Saved entries:
== Segment start ==
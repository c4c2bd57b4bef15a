//! HTTP status classification for `GroupMe` API calls

/// Whether a status means "try again next cycle" rather than a hard failure
///
/// Rate limits (429) and server errors (5xx) are transient.
#[must_use]
pub fn is_transient(status: u16) -> bool {
    status == 429 || (500..600).contains(&status)
}

/// Whether a status means the cursor is already at the newest message
///
/// The messages endpoint answers 304 when there is nothing after `after_id`.
#[must_use]
pub const fn is_no_new_messages(status: u16) -> bool {
    status == 304
}

#[cfg(test)]
mod tests {
    use super::*;

    #[test]
    fn transient_on_rate_limit() {
        assert!(is_transient(429));
    }

    #[test]
    fn transient_on_server_errors() {
        assert!(is_transient(500));
        assert!(is_transient(502));
        assert!(is_transient(503));
        assert!(is_transient(599));
    }

    #[test]
    fn not_transient_on_client_errors() {
        assert!(!is_transient(400));
        assert!(!is_transient(401));
        assert!(!is_transient(404));
    }

    #[test]
    fn not_modified_means_no_messages() {
        assert!(is_no_new_messages(304));
        assert!(!is_no_new_messages(200));
    }
}
//! Messaging platform adapters
//!
//! The relay talks to a platform through `MessagingGateway`: post a reply
//! into the group, and fetch messages newer than a cursor for polling.

pub mod groupme;

use async_trait::async_trait;

pub use groupme::{GroupMeGateway, GroupMePush};

use crate::Result;

/// A message fetched from a group
#[derive(Debug, Clone, PartialEq, Eq)]
pub struct GroupMessage {
    /// Platform message id, increasing within a group
    pub id: String,

    /// Group the message was posted in
    pub group_id: String,

    /// Message text (empty for attachment-only messages)
    pub text: String,

    /// Sender identifier
    pub sender_id: String,

    /// Sender display name
    pub sender_name: String,

    /// Platform-generated notice (member joined, topic changed, ...)
    pub is_system: bool,

    /// Posted by a bot, including this relay
    pub is_bot: bool,
}

impl GroupMessage {
    /// Whether the relay should never hand this message to the model
    #[must_use]
    pub const fn is_skippable(&self) -> bool {
        self.is_system || self.is_bot
    }
}

/// Trait for messaging platform adapters
#[async_trait]
pub trait MessagingGateway: Send + Sync {
    /// Get the platform name
    fn name(&self) -> &'static str;

    /// Post a message into the bot's group
    ///
    /// # Errors
    ///
    /// Returns error if the platform rejects or never receives the post
    async fn post(&self, text: &str) -> Result<()>;

    /// Fetch messages after `cursor`, oldest first
    ///
    /// A `None` cursor fetches the most recent page. Rate limiting and
    /// server-side failures yield an empty list rather than an error.
    ///
    /// # Errors
    ///
    /// Returns error on network failures or malformed responses
    async fn fetch_since(
        &self,
        group_id: &str,
        cursor: Option<&str>,
        limit: usize,
    ) -> Result<Vec<GroupMessage>>;
}
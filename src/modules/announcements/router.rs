use crate::modules::announcements::controller::{
    create_announcement, delete_announcement, get_announcement, get_announcements,
    update_announcement,
};
use crate::state::AppState;
use axum::{
    Router,
    routing::{get, post},
};

pub fn init_announcements_router() -> Router<AppState> {
    Router::new()
        .route("/", post(create_announcement).get(get_announcements))
        .route(
            "/{id}",
            get(get_announcement)
                .put(update_announcement)
                .delete(delete_announcement),
        )
}
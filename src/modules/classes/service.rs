use anyhow::Context;
use sqlx::PgPool;
use tracing::instrument;
use uuid::Uuid;

use crate::modules::classes::model::{
    Class, ClassFilterParams, ClassWithTeacher, CreateClassDto, UpdateClassDto,
};
use crate::utils::errors::AppError;

const CLASS_COLUMNS: &str = "c.id, c.name, c.segment, c.grade, c.section, c.class_teacher_id, \
     c.max_students, c.current_students, c.created_at, c.updated_at";

pub struct ClassService;

impl ClassService {
    #[instrument(skip(db))]
    pub async fn get_classes(
        db: &PgPool,
        filters: ClassFilterParams,
    ) -> Result<Vec<ClassWithTeacher>, AppError> {
        let query = format!(
            "SELECT {CLASS_COLUMNS}, t.name AS class_teacher_name
             FROM classes c
             LEFT JOIN teachers t ON t.id = c.class_teacher_id
             WHERE ($1::text IS NULL OR c.segment = $1)
               AND ($2::text IS NULL OR c.grade = $2)
             ORDER BY c.grade, c.section NULLS FIRST, c.name"
        );

        sqlx::query_as::<_, ClassWithTeacher>(&query)
            .bind(&filters.segment)
            .bind(&filters.grade)
            .fetch_all(db)
            .await
            .context("Failed to fetch classes")
            .map_err(AppError::database)
    }

    #[instrument(skip(db))]
    pub async fn get_class_by_id(db: &PgPool, id: Uuid) -> Result<ClassWithTeacher, AppError> {
        let query = format!(
            "SELECT {CLASS_COLUMNS}, t.name AS class_teacher_name
             FROM classes c
             LEFT JOIN teachers t ON t.id = c.class_teacher_id
             WHERE c.id = $1"
        );

        sqlx::query_as::<_, ClassWithTeacher>(&query)
            .bind(id)
            .fetch_optional(db)
            .await
            .context("Failed to fetch class by ID")
            .map_err(AppError::database)?
            .ok_or_else(|| AppError::not_found(anyhow::anyhow!("Class not found")))
    }

    #[instrument(skip(db, dto))]
    pub async fn create_class(db: &PgPool, dto: CreateClassDto) -> Result<Class, AppError> {
        if let Some(teacher_id) = dto.class_teacher_id {
            Self::ensure_teacher_exists(db, teacher_id).await?;
        }

        let class = sqlx::query_as::<_, Class>(
            "INSERT INTO classes (name, segment, grade, section, class_teacher_id, max_students)
             VALUES ($1, $2, $3, $4, $5, COALESCE($6, 40))
             RETURNING id, name, segment, grade, section, class_teacher_id,
                       max_students, current_students, created_at, updated_at",
        )
        .bind(&dto.name)
        .bind(&dto.segment)
        .bind(&dto.grade)
        .bind(&dto.section)
        .bind(dto.class_teacher_id)
        .bind(dto.max_students)
        .fetch_one(db)
        .await
        .context("Failed to create class")
        .map_err(AppError::database)?;

        Ok(class)
    }

    #[instrument(skip(db, dto))]
    pub async fn update_class(db: &PgPool, id: Uuid, dto: UpdateClassDto) -> Result<Class, AppError> {
        let existing = Self::get_class_by_id(db, id).await?.class;

        if let Some(teacher_id) = dto.class_teacher_id {
            Self::ensure_teacher_exists(db, teacher_id).await?;
        }

        if let Some(max_students) = dto.max_students {
            if max_students < existing.current_students {
                return Err(AppError::bad_request(anyhow::anyhow!(
                    "Maximum students cannot be lower than current enrollment"
                )));
            }
        }

        let class = sqlx::query_as::<_, Class>(
            "UPDATE classes
             SET name = $1, segment = $2, grade = $3, section = $4,
                 class_teacher_id = $5, max_students = $6, updated_at = NOW()
             WHERE id = $7
             RETURNING id, name, segment, grade, section, class_teacher_id,
                       max_students, current_students, created_at, updated_at",
        )
        .bind(dto.name.unwrap_or(existing.name))
        .bind(dto.segment.unwrap_or(existing.segment))
        .bind(dto.grade.unwrap_or(existing.grade))
        .bind(dto.section.or(existing.section))
        .bind(dto.class_teacher_id.or(existing.class_teacher_id))
        .bind(dto.max_students.unwrap_or(existing.max_students))
        .bind(id)
        .fetch_one(db)
        .await
        .context("Failed to update class")
        .map_err(AppError::database)?;

        Ok(class)
    }

    #[instrument(skip(db))]
    pub async fn delete_class(db: &PgPool, id: Uuid) -> Result<(), AppError> {
        let enrolled: (i64,) =
            sqlx::query_as("SELECT COUNT(*) FROM students WHERE class_id = $1")
                .bind(id)
                .fetch_one(db)
                .await
                .map_err(AppError::database)?;

        if enrolled.0 > 0 {
            return Err(AppError::bad_request(anyhow::anyhow!(
                "Cannot delete class with enrolled students"
            )));
        }

        let result = sqlx::query("DELETE FROM classes WHERE id = $1")
            .bind(id)
            .execute(db)
            .await
            .context("Failed to delete class")
            .map_err(AppError::database)?;

        if result.rows_affected() == 0 {
            return Err(AppError::not_found(anyhow::anyhow!("Class not found")));
        }

        Ok(())
    }

    async fn ensure_teacher_exists(db: &PgPool, teacher_id: Uuid) -> Result<(), AppError> {
        let teacher: Option<(Uuid,)> = sqlx::query_as("SELECT id FROM teachers WHERE id = $1")
            .bind(teacher_id)
            .fetch_optional(db)
            .await
            .map_err(AppError::database)?;

        if teacher.is_none() {
            return Err(AppError::bad_request(anyhow::anyhow!(
                "Class teacher does not exist"
            )));
        }

        Ok(())
    }
}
== Segment end ==
→ **Task directions**: Which lines in the records above contain the string "database"? Copy each one.

→ **Solved exercise**:
            .map_err(AppError::database)
            .map_err(AppError::database)?
        .map_err(AppError::database)?;
        .map_err(AppError::database)?;
                .map_err(AppError::database)?;
            .map_err(AppError::database)?;
            .map_err(AppError::database)?;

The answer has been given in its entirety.